The present invention relates to tunable microwave arrangements comprising a waveguide arrangement and tuning elements, wherein the tuning elements consist of a number of varactors for tuning electromagnetic waves input to the waveguide arrangement. The invention also relates to a method for providing such tunable microwave arrangements.
For microwave systems in general tunable arrangements or components are of great importance. As examples of tunable arrangements can be mentioned resonators, filters, phase shifters and antennas. Particularly important are tunable components or arrangements for agile microwave systems. Typically the tunable components are implemented in the form of lumped inductors and capacitors (so called lumped LC devices) and sections of transmission lines where varactors (controllable capacitors) are used as tuning means. The varactors can be of many different kinds. For example micro-electro-mechanical varactors (MEM), alternatively semiconductor varactors, for example consisting of p-n junctions, MOS (Metal Oxide Semiconductors) varactors etc. The varactors may also be ferroelectric. Typically the varactors, the sections of the transmission lines and the LC devices are arranged as hybrid, monolithic integrated circuits wherein the lumped and distributed elements have microstrip, stripline or a coplanar structure. In order to increase the quality factor while still keeping the fabrication costs low, it has been suggested to use hollow waveguides as surface mounted components.

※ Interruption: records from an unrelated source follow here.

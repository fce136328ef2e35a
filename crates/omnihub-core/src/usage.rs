//! Usage record types and the tool enumeration.

use chrono::{DateTime, Utc};
use serde::{Deserialize, Serialize};
use std::fmt;
use std::str::FromStr;

use crate::{RecordId, UserId};

/// The fixed set of externally-backed tools.
#[derive(Debug, Clone, Copy, PartialEq, Eq, Hash, Serialize, Deserialize)]
#[serde(rename_all = "snake_case")]
pub enum ToolKind {
    /// Live TV stream resolution.
    LiveTv,

    /// Tamasha OTP send.
    TamashaOtp,

    /// Temporary email mailbox generation.
    TempEmail,

    /// YouTube video metadata and download links.
    YoutubeDownload,

    /// Image enhancement.
    ImageEnhance,

    /// Phone number database lookup.
    PhoneLookup,

    /// Eyecon caller-id name lookup.
    EyeconLookup,
}

impl ToolKind {
    /// All tools, in a stable order.
    pub const ALL: [Self; 7] = [
        Self::LiveTv,
        Self::TamashaOtp,
        Self::TempEmail,
        Self::YoutubeDownload,
        Self::ImageEnhance,
        Self::PhoneLookup,
        Self::EyeconLookup,
    ];

    /// Get the tool identifier as a string.
    #[must_use]
    pub const fn as_str(self) -> &'static str {
        match self {
            Self::LiveTv => "live_tv",
            Self::TamashaOtp => "tamasha_otp",
            Self::TempEmail => "temp_email",
            Self::YoutubeDownload => "youtube_download",
            Self::ImageEnhance => "image_enhance",
            Self::PhoneLookup => "phone_lookup",
            Self::EyeconLookup => "eyecon_lookup",
        }
    }
}

impl fmt::Display for ToolKind {
    fn fmt(&self, f: &mut fmt::Formatter<'_>) -> fmt::Result {
        f.write_str(self.as_str())
    }
}

impl FromStr for ToolKind {
    type Err = UnknownTool;

    fn from_str(s: &str) -> Result<Self, Self::Err> {
        ToolKind::ALL
            .into_iter()
            .find(|t| t.as_str() == s)
            .ok_or_else(|| UnknownTool(s.to_string()))
    }
}

/// Error returned when parsing an unrecognized tool identifier.
#[derive(Debug, Clone, PartialEq, Eq, thiserror::Error)]
#[error("unknown tool: {0}")]
pub struct UnknownTool(pub String);

/// Outcome of a tool invocation.
#[derive(Debug, Clone, Copy, PartialEq, Eq, Serialize, Deserialize)]
#[serde(rename_all = "snake_case")]
pub enum UsageStatus {
    /// The adapter returned a result and credits were charged.
    Success,

    /// The adapter failed; nothing was charged.
    Failure,
}

/// An immutable record of one tool invocation attempt.
///
/// Written for every attempt that reaches the external adapter, successful or
/// not. Rejections before the adapter call (suspended account, insufficient
/// credits) produce no record.
#[derive(Debug, Clone, Serialize, Deserialize)]
pub struct UsageRecord {
    /// Unique record ID (ULID for time-ordering).
    pub id: RecordId,

    /// The account that invoked the tool.
    pub user_id: UserId,

    /// Which tool was invoked.
    pub tool: ToolKind,

    /// Credits charged. Zero when the call failed.
    pub credits_charged: i64,

    /// Whether the invocation succeeded.
    pub status: UsageStatus,

    /// Free-text detail: a request summary on success, an error on failure.
    pub detail: String,

    /// When the record was written.
    pub created_at: DateTime<Utc>,
}

impl UsageRecord {
    /// Create a record for a successful, charged invocation.
    #[must_use]
    pub fn success(user_id: UserId, tool: ToolKind, credits_charged: i64, detail: String) -> Self {
        Self {
            id: RecordId::generate(),
            user_id,
            tool,
            credits_charged,
            status: UsageStatus::Success,
            detail,
            created_at: Utc::now(),
        }
    }

    /// Create a record for a failed invocation. Charges nothing.
    #[must_use]
    pub fn failure(user_id: UserId, tool: ToolKind, detail: String) -> Self {
        Self {
            id: RecordId::generate(),
            user_id,
            tool,
            credits_charged: 0,
            status: UsageStatus::Failure,
            detail,
            created_at: Utc::now(),
        }
    }
}

#[cfg(test)]
mod tests {
    use super::*;

    #[test]
    fn tool_kind_roundtrip() {
        for tool in ToolKind::ALL {
            assert_eq!(tool.as_str().parse::<ToolKind>().unwrap(), tool);
        }
    }

    #[test]
    fn unknown_tool_is_rejected() {
        let err = "time_machine".parse::<ToolKind>().unwrap_err();
        assert_eq!(err, UnknownTool("time_machine".into()));
    }

    #[test]
    fn failure_record_charges_nothing() {
        let record = UsageRecord::failure(
            UserId::generate(),
            ToolKind::PhoneLookup,
            "upstream timed out".into(),
        );
        assert_eq!(record.credits_charged, 0);
        assert_eq!(record.status, UsageStatus::Failure);
    }

    #[test]
    fn success_record_carries_charge() {
        let record =
            UsageRecord::success(UserId::generate(), ToolKind::ImageEnhance, 2, "img".into());
        assert_eq!(record.credits_charged, 2);
        assert_eq!(record.status, UsageStatus::Success);
    }
}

It is however a problem with such arrangements, comprising a tunable resonator and other integrated components which are based on lumped LC elements and sections of microstrip, coplanar waveguide and striplines, that they are associated with relatively high losses. This is mainly due to currents being highly concentrated in thin and narrow metal strips and since currents are concentrated in open structures which then will radiate. Even if surface mounted waveguides have smaller losses than other types of integrated waveguides, it is difficult to electronically tune the parameters of the electromagnetic waves travelling in such waveguides without a substantial reduction of the quality factor (Q-factor). It is also difficult to keep the fabrication costs low.
It is an object of the present invention to provide improved tunable microwave arrangements which are cheap and easy to fabricate and which at the same time do not suffer from high losses. It is another object to provide microwave arrangements which can be electronically tuned, without any substantial reduction of the quality (Q) factor. Particularly it is an object to facilitate electronic tuning of microwave arrangements. It is also an object of the invention to provide a method for fabrication of such tunable microwave arrangements.
Therefore, to solve one or more of these problems, a tunable microwave arrangement which comprises a waveguide arrangement and tuning elements consisting of varactors is provided. It comprises a substrate and a layered structure. The layered structure comprises at least two conducting layers and at least one dielectric layer which are arranged in an alternating manner. The layered structure is disposed on the substrate in such a manner that a first conducting layer is located closest to the substrate. The waveguide arrangement also comprises one or more surface mounted waveguides. A conducting layer which is disposed most distant, or furthest away, from the substrate is adapted to form a wall of the surface mounted waveguide. This waveguide wall is adapted to incorporate or assist in forming the tuning elements. The tuning elements are arranged to control, or to influence, surface currents which are generated in the wall and therefore load the waveguide with an impedance which is tunable or controllable.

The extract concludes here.